Work order
Wherever "tests" appears in a line of the records below, count that line, and report only the number.

Material for this task

+---+

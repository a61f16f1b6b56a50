//! In-memory catalog writer.
//!
//! Backs integration tests and local runs without a database. Records are
//! appended to Vecs the same way the Postgres writer appends rows; a fail
//! switch lets tests exercise the soft-failure path.

use async_trait::async_trait;
use chrono::Utc;
use galleria_core::models::{GalleryImageRecord, ImageRecord, NewImage};
use std::sync::atomic::{AtomicBool, Ordering};
use std::sync::Mutex;
use uuid::Uuid;

use crate::writer::{CatalogError, CatalogWriter};

#[derive(Default)]
pub struct MemoryCatalog {
    images: Mutex<Vec<ImageRecord>>,
    associations: Mutex<Vec<GalleryImageRecord>>,
    fail_writes: AtomicBool,
}

impl MemoryCatalog {
    pub fn new() -> Self {
        Self::default()
    }

    /// Make subsequent writes fail, simulating a catalog outage.
    pub fn set_fail_writes(&self, fail: bool) {
        self.fail_writes.store(fail, Ordering::SeqCst);
    }

    pub fn images(&self) -> Vec<ImageRecord> {
        self.images.lock().unwrap().clone()
    }

    pub fn associations(&self) -> Vec<GalleryImageRecord> {
        self.associations.lock().unwrap().clone()
    }
}

#[async_trait]
impl CatalogWriter for MemoryCatalog {
    async fn create_image(&self, image: NewImage) -> Result<Uuid, CatalogError> {
        if self.fail_writes.load(Ordering::SeqCst) {
            return Err(CatalogError::WriteFailed("simulated failure".to_string()));
        }

        let id = Uuid::new_v4();
        let now = Utc::now();
        self.images.lock().unwrap().push(ImageRecord {
            id,
            title: image.title,
            description: image.description,
            file_name: image.file_name,
            uploaded_at: now,
            created_at: now,
            updated_at: now,
            content_type: image.content_type,
            source_key: image.source_key,
            thumbnail_key: image.thumbnail_key,
            width: image.width,
            height: image.height,
            file_size: image.file_size,
            capture_metadata: image.capture_metadata,
        });
        Ok(id)
    }

    async fn create_association(
        &self,
        gallery_id: &str,
        image_id: Uuid,
        display_order: Option<i32>,
    ) -> Result<Uuid, CatalogError> {
        if self.fail_writes.load(Ordering::SeqCst) {
            return Err(CatalogError::WriteFailed("simulated failure".to_string()));
        }

        let id = Uuid::new_v4();
        let now = Utc::now();
        self.associations.lock().unwrap().push(GalleryImageRecord {
            id,
            gallery_id: gallery_id.to_string(),
            image_id,
            added_at: now,
            created_at: now,
            updated_at: now,
            display_order,
        });
        Ok(id)
    }
}

#[cfg(test)]
mod tests {
    use super::*;

    fn new_image(source_key: &str) -> NewImage {
        NewImage {
            title: "Sunset".to_string(),
            description: String::new(),
            file_name: "sunset.jpg".to_string(),
            content_type: "image/jpeg".to_string(),
            source_key: source_key.to_string(),
            thumbnail_key: source_key.replacen("uploads/", "thumbnails/", 1),
            width: 800,
            height: 600,
            file_size: 12345,
            capture_metadata: serde_json::json!({}),
        }
    }

    #[tokio::test]
    async fn create_image_generates_ids_and_timestamps() {
        let catalog = MemoryCatalog::new();
        let id = catalog
            .create_image(new_image("uploads/sunset.jpg"))
            .await
            .unwrap();

        let images = catalog.images();
        assert_eq!(images.len(), 1);
        assert_eq!(images[0].id, id);
        assert_eq!(images[0].uploaded_at, images[0].created_at);
        assert_eq!(images[0].created_at, images[0].updated_at);
    }

    #[tokio::test]
    async fn repeat_inserts_are_append_only() {
        let catalog = MemoryCatalog::new();
        let first = catalog
            .create_image(new_image("uploads/sunset.jpg"))
            .await
            .unwrap();
        let second = catalog
            .create_image(new_image("uploads/sunset.jpg"))
            .await
            .unwrap();

        assert_ne!(first, second);
        assert_eq!(catalog.images().len(), 2);
    }

    #[tokio::test]
    async fn fail_switch_produces_write_errors() {
        let catalog = MemoryCatalog::new();
        catalog.set_fail_writes(true);
        let result = catalog.create_image(new_image("uploads/sunset.jpg")).await;
        assert!(matches!(result, Err(CatalogError::WriteFailed(_))));
        assert!(catalog.images().is_empty());
    }

    #[tokio::test]
    async fn association_links_gallery_and_image() {
        let catalog = MemoryCatalog::new();
        let image_id = catalog
            .create_image(new_image("uploads/sunset.jpg"))
            .await
            .unwrap();
        catalog
            .create_association("g1", image_id, None)
            .await
            .unwrap();

        let associations = catalog.associations();
        assert_eq!(associations.len(), 1);
        assert_eq!(associations[0].gallery_id, "g1");
        assert_eq!(associations[0].image_id, image_id);
        assert_eq!(associations[0].display_order, None);
    }
}
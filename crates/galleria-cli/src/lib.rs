/// Initialize tracing for CLI binaries.
pub fn init_tracing() {
    tracing_subscriber::fmt()
        .with_env_filter(
            tracing_subscriber::EnvFilter::try_from_default_env()
                .unwrap_or_else(|_| tracing_subscriber::EnvFilter::new("info")),
        )
        .init();
}
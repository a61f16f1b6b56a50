//! Storage abstraction trait
//!
//! This module defines the ObjectStore trait that all storage backends must
//! implement.

use async_trait::async_trait;
use galleria_core::StorageBackend;
use std::collections::HashMap;
use thiserror::Error;

/// Storage operation errors
#[derive(Debug, Error)]
pub enum StorageError {
    #[error("Object not found: {0}")]
    NotFound(String),

    #[error("Empty object body: {0}")]
    EmptyBody(String),

    #[error("Download failed: {0}")]
    DownloadFailed(String),

    #[error("Upload failed: {0}")]
    UploadFailed(String),

    #[error("Invalid storage key: {0}")]
    InvalidKey(String),

    #[error("IO error: {0}")]
    IoError(#[from] std::io::Error),

    #[error("Configuration error: {0}")]
    ConfigError(String),
}

/// Result type for storage operations
pub type StorageResult<T> = Result<T, StorageError>;

/// A raw object fetched from the store: bytes, declared content type, and
/// the opaque annotation map attached at upload time. Fetched fresh per
/// reference; never cached across invocations.
#[derive(Debug, Clone)]
pub struct StoredObject {
    pub bytes: Vec<u8>,
    pub content_type: String,
    pub annotations: HashMap<String, String>,
}

/// Object-store abstraction.
///
/// `container` names the bucket or top-level namespace from the inbound
/// notification. Backends bound to a single bucket at construction (S3) use
/// their configured bucket and log a mismatch; the local backend maps the
/// container to a subdirectory.
#[async_trait]
pub trait ObjectStore: Send + Sync {
    /// Fetch an object together with its content type and annotations.
    async fn get(&self, container: &str, key: &str) -> StorageResult<StoredObject>;

    /// Write an object, overwriting any existing object at `key`.
    async fn put(
        &self,
        container: &str,
        key: &str,
        bytes: Vec<u8>,
        content_type: &str,
        annotations: &HashMap<String, String>,
    ) -> StorageResult<()>;

    /// Check whether an object exists at `key`.
    async fn exists(&self, container: &str, key: &str) -> StorageResult<bool>;

    /// Get the storage backend type
    fn backend_type(&self) -> StorageBackend;
}
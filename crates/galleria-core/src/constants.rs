//! Shared constants for the ingestion pipeline.

/// Default thumbnail width in pixels.
pub const DEFAULT_THUMBNAIL_WIDTH: u32 = 200;

/// Default thumbnail height in pixels.
pub const DEFAULT_THUMBNAIL_HEIGHT: u32 = 200;

/// Key prefix under which freshly uploaded objects arrive.
pub const DEFAULT_UPLOAD_PREFIX: &str = "uploads/";

/// Key prefix under which generated thumbnails are written.
pub const DEFAULT_THUMBNAIL_PREFIX: &str = "thumbnails/";

/// Content types with this prefix are treated as images.
pub const IMAGE_MIME_PREFIX: &str = "image/";
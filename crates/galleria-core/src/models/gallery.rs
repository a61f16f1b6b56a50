use chrono::{DateTime, Utc};
use serde::{Deserialize, Serialize};
use uuid::Uuid;

#[cfg(feature = "sqlx")]
use sqlx::FromRow;

/// Many-to-many link between a gallery and an image. A gallery has many
/// images and an image may belong to many galleries; `display_order` supports
/// caller-defined ordering within a gallery (unset sorts last).
#[derive(Debug, Clone, Serialize, Deserialize)]
#[cfg_attr(feature = "sqlx", derive(FromRow))]
pub struct GalleryImageRecord {
    pub id: Uuid,
    pub gallery_id: String,
    pub image_id: Uuid,
    pub added_at: DateTime<Utc>,
    pub created_at: DateTime<Utc>,
    pub updated_at: DateTime<Utc>,
    pub display_order: Option<i32>,
}

#[cfg(test)]
mod tests {
    use super::*;

    #[test]
    fn association_serde_round_trip() {
        let now = Utc::now();
        let record = GalleryImageRecord {
            id: Uuid::new_v4(),
            gallery_id: "g1".to_string(),
            image_id: Uuid::new_v4(),
            added_at: now,
            created_at: now,
            updated_at: now,
            display_order: None,
        };

        let json = serde_json::to_string(&record).unwrap();
        let back: GalleryImageRecord = serde_json::from_str(&json).unwrap();
        assert_eq!(back.gallery_id, "g1");
        assert_eq!(back.image_id, record.image_id);
        assert_eq!(back.display_order, None);
    }
}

+---+

Solution for this problem
4